↓↓↓

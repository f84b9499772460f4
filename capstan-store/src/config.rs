//! Repository configuration
//!
//! Defines the tunable parameters of the execution repository: scan
//! chunking, worker-pool sizing for bulk versus per-application queries,
//! and the buffered-index key prefix.

/// Execution repository configuration
///
/// Whole-type scans and per-application queries run on separately sized
/// pools so a slow bulk scan cannot starve interactive queries.
#[derive(Debug, Clone)]
pub struct RepositoryConfig {
    /// How many executions a scan hydrates per channel round-trip.
    pub chunk_size: usize,

    /// Max concurrent whole-type scans.
    pub query_all_concurrency: usize,

    /// Max concurrent per-application queries.
    pub query_by_app_concurrency: usize,

    /// Optional prefix for the buffered-executions index key, for sharing a
    /// store between repository instances.
    pub buffered_prefix: Option<String>,
}

impl RepositoryConfig {
    pub fn new() -> Self {
        Self {
            chunk_size: 75,
            query_all_concurrency: 10,
            query_by_app_concurrency: 10,
            buffered_prefix: None,
        }
    }

    /// Creates configuration from environment variables
    ///
    /// Expected environment variables:
    /// - CAPSTAN_CHUNK_SIZE (optional, default: 75)
    /// - CAPSTAN_QUERY_ALL_CONCURRENCY (optional, default: 10)
    /// - CAPSTAN_QUERY_BY_APP_CONCURRENCY (optional, default: 10)
    /// - CAPSTAN_BUFFERED_PREFIX (optional, default: unset)
    pub fn from_env() -> Self {
        let defaults = Self::new();

        let chunk_size = std::env::var("CAPSTAN_CHUNK_SIZE")
            .ok()
            .and_then(|s| s.parse::<usize>().ok())
            .unwrap_or(defaults.chunk_size);

        let query_all_concurrency = std::env::var("CAPSTAN_QUERY_ALL_CONCURRENCY")
            .ok()
            .and_then(|s| s.parse::<usize>().ok())
            .unwrap_or(defaults.query_all_concurrency);

        let query_by_app_concurrency = std::env::var("CAPSTAN_QUERY_BY_APP_CONCURRENCY")
            .ok()
            .and_then(|s| s.parse::<usize>().ok())
            .unwrap_or(defaults.query_by_app_concurrency);

        let buffered_prefix = std::env::var("CAPSTAN_BUFFERED_PREFIX")
            .ok()
            .filter(|s| !s.is_empty());

        Self {
            chunk_size,
            query_all_concurrency,
            query_by_app_concurrency,
            buffered_prefix,
        }
    }

    /// Validates the configuration
    pub fn validate(&self) -> Result<(), String> {
        if self.chunk_size == 0 {
            return Err("chunk_size must be greater than 0".to_string());
        }
        if self.query_all_concurrency == 0 {
            return Err("query_all_concurrency must be greater than 0".to_string());
        }
        if self.query_by_app_concurrency == 0 {
            return Err("query_by_app_concurrency must be greater than 0".to_string());
        }
        Ok(())
    }
}

impl Default for RepositoryConfig {
    fn default() -> Self {
        Self::new()
    }
}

↑↑↑

- **Instructions to follow**: Starting with the line above that holds "filename capstan-store/src/config.rs" and stopping with the line that holds "buffered-index key prefix.", reproduce each line exactly, omitting all other lines.

- **Task response**:
filename capstan-store/src/config.rs
//! Repository configuration
//!
//! Defines the tunable parameters of the execution repository: scan
//! chunking, worker-pool sizing for bulk versus per-application queries,
//! and the buffered-index key prefix.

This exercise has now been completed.